Background: Disclosing HIV serostatus is important for HIV prevention and maintenance of health for people living with HIV their spouses and the community, it plays a role in the social relation which is critical in reducing HIV transmission. The process may have positive and negative effects to the HIV infected people who disclose their status. The present study was undertaken to describe HIV serostatus disclosure among HIV infected people attending care and treatment clinic at Sekou-Toure hospital in Mwanza, Tanzania.
Methods: A cross-sectional study was carried out on 270 HIV infected adults attending Care and Treatment Clinic (CTC) at Sekou-Toure hospital between September and October, 2010. A Swahili questionnaire was used to obtain demographic and HIV disclosure information.

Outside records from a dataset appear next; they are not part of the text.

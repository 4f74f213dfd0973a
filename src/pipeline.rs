//! End-to-end run: configuration in, two workbooks out.

use std::collections::HashMap;
use std::path::Path;

use tracing::{info, warn};

use crate::assembler::{Assembler, Assembly};
use crate::config::Config;
use crate::diagnostics::Diagnostics;
use crate::error::Result;
use crate::loaders::{orderfile, registrants, IdentifierMap, PlenaryTable};
use crate::metadata::MetadataStore;
use crate::models::Attendee;
use crate::reconciler::reconcile;
use crate::writer;

/// Everything a run produces before it is written out
#[derive(Debug)]
pub struct Output {
    pub assembly: Assembly,
    pub attendees: Vec<Attendee>,
}

/// Load every input named by the configuration and build the output
/// records. Nothing is written.
pub fn run(config: &Config, diag: &mut Diagnostics) -> Result<Output> {
    info!("Parsing mapping files ...");
    let mut mappings = HashMap::new();
    for (event, path) in &config.mapping_files {
        mappings.insert(event.clone(), IdentifierMap::from_file(path)?);
    }

    info!("Parsing metadata files ...");
    let store = MetadataStore::from_files(
        &config.xml_files,
        config
            .extra_metadata_files
            .iter()
            .map(|(event, path)| (event.as_str(), path.as_path())),
        diag,
    )?;

    let plenary = match &config.plenary_info_file {
        Some(path) => {
            info!("Parsing plenary info file ...");
            PlenaryTable::from_file(path)?
        }
        None => PlenaryTable::default(),
    };

    info!("Parsing order files ...");
    let mut schedules = Vec::with_capacity(config.order_files.len());
    for (event, path) in &config.order_files {
        schedules.push(orderfile::load_file(event, path, diag)?);
    }

    info!("Assembling agenda rows ...");
    let mut assembly = Assembler::new(config, &store, &mappings, &plenary).assemble(&schedules, diag)?;

    let attendees = match &config.attendees_file {
        Some(path) => {
            info!("Classifying registrants into speakers and attendees ...");
            let registrants = registrants::load_file(path, diag)?;
            reconcile(&registrants, &mut assembly.speakers, diag)
        }
        None => Vec::new(),
    };

    info!(
        "Built {} agenda rows, {} speakers, {} attendees",
        assembly.rows.len(),
        assembly.speakers.len(),
        attendees.len()
    );
    Ok(Output {
        assembly,
        attendees,
    })
}

/// Run the whole pipeline and write both workbooks. On any error no output
/// file is left behind: if the attendees workbook cannot be written, the
/// agenda workbook written just before it is removed again.
pub fn generate(
    config_path: &Path,
    agenda_path: &Path,
    attendees_path: &Path,
    diag: &mut Diagnostics,
) -> Result<Output> {
    let config = Config::from_file(config_path)?;
    let output = run(&config, diag)?;

    let agenda = writer::render_agenda(
        agenda_path,
        &output.assembly.rows,
        &output.assembly.speakers,
    )?;
    let attendees = writer::render_attendees(attendees_path, &output.attendees)?;

    info!("Writing {} ...", agenda_path.display());
    writer::write_output(agenda_path, &agenda)?;
    info!("Writing {} ...", attendees_path.display());
    if let Err(e) = writer::write_output(attendees_path, &attendees) {
        // never leave one workbook without the other
        if let Err(remove_err) = std::fs::remove_file(agenda_path) {
            warn!("Failed to remove {}: {}", agenda_path.display(), remove_err);
        }
        return Err(e);
    }

    Ok(output)
}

Results: Hundred and ninety five (72.5%) of all recruited participants were females, 88.1% (238/270) were aged above 30 years and 44.1% (119/270) were married. The prevalence of serostatus disclosure was 93.3% (252/270) with participants aged above 30 years having significantly higher proportion of serostatus disclosure compared to those aged below 30 years (94.5% vs. 84.4%, p < 0.05). Among the participants who disclosed their status, 69.3% reported closeness to the disclosed person as the reason for disclosure while 25.8% (65/252) disclosed because they needed help. Two hundred (79.4%) reported to have received emotional support following disclosure while 25.8% and 29.7% received financial support and freedom to use their anti-retroviral drugs around the person they disclosed their status respectively. Thirty four participants reported to have been discriminated following disclosure and 12 participants reported to have been divorced.
Conclusions: Rate of disclosure of HIV serostatus was noted to be high in this study. Delayed disclosure was also noted in small proportion of participants. Negative outcomes following disclosure of serostatus were reported by participants. Efforts need to be increased to promote disclosure of HIV serostatus in Tanzania through health education and awareness for both HIV infected individuals and the community.